» Aim of the task
Set down each entry exactly as it stands, without altering a single character.
= = = =
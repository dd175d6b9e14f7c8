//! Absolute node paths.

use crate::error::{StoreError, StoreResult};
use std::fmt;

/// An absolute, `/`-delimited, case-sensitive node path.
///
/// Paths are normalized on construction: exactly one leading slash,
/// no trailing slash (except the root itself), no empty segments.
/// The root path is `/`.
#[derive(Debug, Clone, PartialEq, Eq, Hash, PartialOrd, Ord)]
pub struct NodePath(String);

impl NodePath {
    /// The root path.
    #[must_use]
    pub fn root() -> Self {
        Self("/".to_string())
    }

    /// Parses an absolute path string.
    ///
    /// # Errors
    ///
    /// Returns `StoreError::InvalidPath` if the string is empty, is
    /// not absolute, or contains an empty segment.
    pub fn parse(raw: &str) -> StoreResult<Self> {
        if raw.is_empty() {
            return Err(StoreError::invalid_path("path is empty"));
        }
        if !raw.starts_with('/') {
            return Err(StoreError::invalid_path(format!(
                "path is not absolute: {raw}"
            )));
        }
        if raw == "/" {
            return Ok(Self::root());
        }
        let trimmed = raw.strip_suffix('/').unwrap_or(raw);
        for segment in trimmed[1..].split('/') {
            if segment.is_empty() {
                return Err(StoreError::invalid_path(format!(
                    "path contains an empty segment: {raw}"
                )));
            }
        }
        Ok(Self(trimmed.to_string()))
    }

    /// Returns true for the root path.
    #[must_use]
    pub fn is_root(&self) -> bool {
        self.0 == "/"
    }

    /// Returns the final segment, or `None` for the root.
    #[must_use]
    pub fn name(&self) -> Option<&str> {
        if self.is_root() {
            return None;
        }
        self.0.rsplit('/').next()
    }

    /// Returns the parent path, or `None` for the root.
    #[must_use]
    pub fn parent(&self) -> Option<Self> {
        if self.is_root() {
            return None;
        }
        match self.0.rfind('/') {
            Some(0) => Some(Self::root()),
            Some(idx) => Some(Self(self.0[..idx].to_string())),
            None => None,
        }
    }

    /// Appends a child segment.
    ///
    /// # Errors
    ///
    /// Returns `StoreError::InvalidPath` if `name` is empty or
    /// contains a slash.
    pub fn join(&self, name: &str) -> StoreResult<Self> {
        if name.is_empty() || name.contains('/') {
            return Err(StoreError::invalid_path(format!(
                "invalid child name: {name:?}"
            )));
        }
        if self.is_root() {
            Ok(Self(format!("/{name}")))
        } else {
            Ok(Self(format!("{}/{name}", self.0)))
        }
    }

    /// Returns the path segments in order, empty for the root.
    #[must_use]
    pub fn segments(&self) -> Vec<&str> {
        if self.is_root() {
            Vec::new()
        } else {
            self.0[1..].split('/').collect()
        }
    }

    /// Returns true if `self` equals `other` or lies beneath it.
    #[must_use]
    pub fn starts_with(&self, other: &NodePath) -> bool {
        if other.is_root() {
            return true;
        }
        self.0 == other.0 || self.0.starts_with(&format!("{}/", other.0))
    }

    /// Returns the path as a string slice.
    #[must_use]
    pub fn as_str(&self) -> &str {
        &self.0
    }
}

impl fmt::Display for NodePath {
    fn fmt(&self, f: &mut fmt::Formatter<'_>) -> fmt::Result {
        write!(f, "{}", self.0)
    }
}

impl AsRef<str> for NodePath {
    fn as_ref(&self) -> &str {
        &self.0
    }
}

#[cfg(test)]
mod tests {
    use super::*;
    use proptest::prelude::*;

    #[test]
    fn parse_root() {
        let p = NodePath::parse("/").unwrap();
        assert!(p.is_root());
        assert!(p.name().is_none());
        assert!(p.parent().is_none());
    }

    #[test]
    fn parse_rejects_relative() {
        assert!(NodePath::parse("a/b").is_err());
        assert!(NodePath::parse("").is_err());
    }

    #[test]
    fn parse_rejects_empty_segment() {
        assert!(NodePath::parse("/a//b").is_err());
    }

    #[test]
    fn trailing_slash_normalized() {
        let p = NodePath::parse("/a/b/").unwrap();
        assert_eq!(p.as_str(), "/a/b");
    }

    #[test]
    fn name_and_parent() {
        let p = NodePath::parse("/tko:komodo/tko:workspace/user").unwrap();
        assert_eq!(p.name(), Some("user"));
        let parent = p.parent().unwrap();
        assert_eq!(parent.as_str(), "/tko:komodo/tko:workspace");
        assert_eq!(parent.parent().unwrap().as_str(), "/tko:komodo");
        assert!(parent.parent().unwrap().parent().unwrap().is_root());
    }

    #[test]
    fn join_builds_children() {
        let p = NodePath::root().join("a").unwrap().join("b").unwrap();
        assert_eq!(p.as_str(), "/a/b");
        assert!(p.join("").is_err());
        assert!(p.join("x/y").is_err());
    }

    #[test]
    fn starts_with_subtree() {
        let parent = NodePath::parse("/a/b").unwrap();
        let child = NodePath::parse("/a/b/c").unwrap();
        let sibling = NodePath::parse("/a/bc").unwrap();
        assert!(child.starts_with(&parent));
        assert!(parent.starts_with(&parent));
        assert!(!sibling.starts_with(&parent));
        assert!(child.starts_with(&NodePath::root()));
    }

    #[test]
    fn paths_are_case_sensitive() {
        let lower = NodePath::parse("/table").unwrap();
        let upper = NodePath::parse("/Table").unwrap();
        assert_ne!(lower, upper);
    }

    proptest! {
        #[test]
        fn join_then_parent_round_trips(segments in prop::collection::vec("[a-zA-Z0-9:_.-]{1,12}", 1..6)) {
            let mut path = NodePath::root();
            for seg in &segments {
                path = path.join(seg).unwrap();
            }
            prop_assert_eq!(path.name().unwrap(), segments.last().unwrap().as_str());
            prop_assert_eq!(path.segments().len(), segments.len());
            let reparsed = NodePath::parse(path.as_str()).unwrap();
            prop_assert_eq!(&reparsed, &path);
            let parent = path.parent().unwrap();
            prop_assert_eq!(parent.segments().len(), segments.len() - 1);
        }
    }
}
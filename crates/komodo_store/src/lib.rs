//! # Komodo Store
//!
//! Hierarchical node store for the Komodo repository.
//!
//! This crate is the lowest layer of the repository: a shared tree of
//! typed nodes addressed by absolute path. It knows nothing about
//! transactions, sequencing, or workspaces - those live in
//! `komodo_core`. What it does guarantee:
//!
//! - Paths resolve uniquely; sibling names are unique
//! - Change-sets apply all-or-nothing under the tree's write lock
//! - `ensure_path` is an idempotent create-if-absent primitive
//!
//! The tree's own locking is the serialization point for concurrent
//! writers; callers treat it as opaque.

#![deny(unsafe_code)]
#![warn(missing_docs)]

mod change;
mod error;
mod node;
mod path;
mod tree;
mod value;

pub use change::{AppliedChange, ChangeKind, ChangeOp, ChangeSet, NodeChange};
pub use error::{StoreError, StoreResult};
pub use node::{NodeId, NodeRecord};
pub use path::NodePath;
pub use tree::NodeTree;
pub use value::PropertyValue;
= = = =
» Result of the exercise
repository dd175d6b9e14f7c8
//! Absolute node paths.

use crate::error::{StoreError, StoreResult};
use std::fmt;

/// An absolute, `/`-delimited, case-sensitive node path.
///
/// Paths are normalized on construction: exactly one leading slash,
/// no trailing slash (except the root itself), no empty segments.
/// The root path is `/`.
#[derive(Debug, Clone, PartialEq, Eq, Hash, PartialOrd, Ord)]
pub struct NodePath(String);

impl NodePath {
    /// The root path.
    #[must_use]
    pub fn root() -> Self {
        Self("/".to_string())
    }

    /// Parses an absolute path string.
    ///
    /// # Errors
    ///
    /// Returns `StoreError::InvalidPath` if the string is empty, is
    /// not absolute, or contains an empty segment.
    pub fn parse(raw: &str) -> StoreResult<Self> {
        if raw.is_empty() {
            return Err(StoreError::invalid_path("path is empty"));
        }
        if !raw.starts_with('/') {
            return Err(StoreError::invalid_path(format!(
                "path is not absolute: {raw}"
            )));
        }
        if raw == "/" {
            return Ok(Self::root());
        }
        let trimmed = raw.strip_suffix('/').unwrap_or(raw);
        for segment in trimmed[1..].split('/') {
            if segment.is_empty() {
                return Err(StoreError::invalid_path(format!(
                    "path contains an empty segment: {raw}"
                )));
            }
        }
        Ok(Self(trimmed.to_string()))
    }

    /// Returns true for the root path.
    #[must_use]
    pub fn is_root(&self) -> bool {
        self.0 == "/"
    }

    /// Returns the final segment, or `None` for the root.
    #[must_use]
    pub fn name(&self) -> Option<&str> {
        if self.is_root() {
            return None;
        }
        self.0.rsplit('/').next()
    }

    /// Returns the parent path, or `None` for the root.
    #[must_use]
    pub fn parent(&self) -> Option<Self> {
        if self.is_root() {
            return None;
        }
        match self.0.rfind('/') {
            Some(0) => Some(Self::root()),
            Some(idx) => Some(Self(self.0[..idx].to_string())),
            None => None,
        }
    }

    /// Appends a child segment.
    ///
    /// # Errors
    ///
    /// Returns `StoreError::InvalidPath` if `name` is empty or
    /// contains a slash.
    pub fn join(&self, name: &str) -> StoreResult<Self> {
        if name.is_empty() || name.contains('/') {
            return Err(StoreError::invalid_path(format!(
                "invalid child name: {name:?}"
            )));
        }
        if self.is_root() {
            Ok(Self(format!("/{name}")))
        } else {
            Ok(Self(format!("{}/{name}", self.0)))
        }
    }

    /// Returns the path segments in order, empty for the root.
    #[must_use]
    pub fn segments(&self) -> Vec<&str> {
        if self.is_root() {
            Vec::new()
        } else {
            self.0[1..].split('/').collect()
        }
    }

    /// Returns true if `self` equals `other` or lies beneath it.
    #[must_use]
    pub fn starts_with(&self, other: &NodePath) -> bool {
        if other.is_root() {
            return true;
        }
        self.0 == other.0 || self.0.starts_with(&format!("{}/", other.0))
    }

    /// Returns the path as a string slice.
    #[must_use]
    pub fn as_str(&self) -> &str {
        &self.0
    }
}

impl fmt::Display for NodePath {
    fn fmt(&self, f: &mut fmt::Formatter<'_>) -> fmt::Result {
        write!(f, "{}", self.0)
    }
}

impl AsRef<str> for NodePath {
    fn as_ref(&self) -> &str {
        &self.0
    }
}

#[cfg(test)]
mod tests {
    use super::*;
    use proptest::prelude::*;

    #[test]
    fn parse_root() {
        let p = NodePath::parse("/").unwrap();
        assert!(p.is_root());
        assert!(p.name().is_none());
        assert!(p.parent().is_none());
    }

    #[test]
    fn parse_rejects_relative() {
        assert!(NodePath::parse("a/b").is_err());
        assert!(NodePath::parse("").is_err());
    }

    #[test]
    fn parse_rejects_empty_segment() {
        assert!(NodePath::parse("/a//b").is_err());
    }

    #[test]
    fn trailing_slash_normalized() {
        let p = NodePath::parse("/a/b/").unwrap();
        assert_eq!(p.as_str(), "/a/b");
    }

    #[test]
    fn name_and_parent() {
        let p = NodePath::parse("/tko:komodo/tko:workspace/user").unwrap();
        assert_eq!(p.name(), Some("user"));
        let parent = p.parent().unwrap();
        assert_eq!(parent.as_str(), "/tko:komodo/tko:workspace");
        assert_eq!(parent.parent().unwrap().as_str(), "/tko:komodo");
        assert!(parent.parent().unwrap().parent().unwrap().is_root());
    }

    #[test]
    fn join_builds_children() {
        let p = NodePath::root().join("a").unwrap().join("b").unwrap();
        assert_eq!(p.as_str(), "/a/b");
        assert!(p.join("").is_err());
        assert!(p.join("x/y").is_err());
    }

    #[test]
    fn starts_with_subtree() {
        let parent = NodePath::parse("/a/b").unwrap();
        let child = NodePath::parse("/a/b/c").unwrap();
        let sibling = NodePath::parse("/a/bc").unwrap();
        assert!(child.starts_with(&parent));
        assert!(parent.starts_with(&parent));
        assert!(!sibling.starts_with(&parent));
        assert!(child.starts_with(&NodePath::root()));
    }

    #[test]
    fn paths_are_case_sensitive() {
        let lower = NodePath::parse("/table").unwrap();
        let upper = NodePath::parse("/Table").unwrap();
        assert_ne!(lower, upper);
    }

    proptest! {
        #[test]
        fn join_then_parent_round_trips(segments in prop::collection::vec("[a-zA-Z0-9:_.-]{1,12}", 1..6)) {
            let mut path = NodePath::root();
            for seg in &segments {
                path = path.join(seg).unwrap();
            }
            prop_assert_eq!(path.name().unwrap(), segments.last().unwrap().as_str());
            prop_assert_eq!(path.segments().len(), segments.len());
            let reparsed = NodePath::parse(path.as_str()).unwrap();
            prop_assert_eq!(&reparsed, &path);
            let parent = path.parent().unwrap();
            prop_assert_eq!(parent.segments().len(), segments.len() - 1);
        }
    }
}
filename crates/komodo_store/src/lib.rs
//! # Komodo Store
//!
//! Hierarchical node store for the Komodo repository.
//!
//! This crate is the lowest layer of the repository: a shared tree of
//! typed nodes addressed by absolute path. It knows nothing about
//! transactions, sequencing, or workspaces - those live in
//! `komodo_core`. What it does guarantee:
//!
//! - Paths resolve uniquely; sibling names are unique
//! - Change-sets apply all-or-nothing under the tree's write lock
//! - `ensure_path` is an idempotent create-if-absent primitive
//!
//! The tree's own locking is the serialization point for concurrent
//! writers; callers treat it as opaque.

#![deny(unsafe_code)]
#![warn(missing_docs)]

mod change;
mod error;
mod node;
mod path;
mod tree;
mod value;

pub use change::{AppliedChange, ChangeKind, ChangeOp, ChangeSet, NodeChange};
pub use error::{StoreError, StoreResult};
pub use node::{NodeId, NodeRecord};
pub use path::NodePath;
pub use tree::NodeTree;
pub use value::PropertyValue;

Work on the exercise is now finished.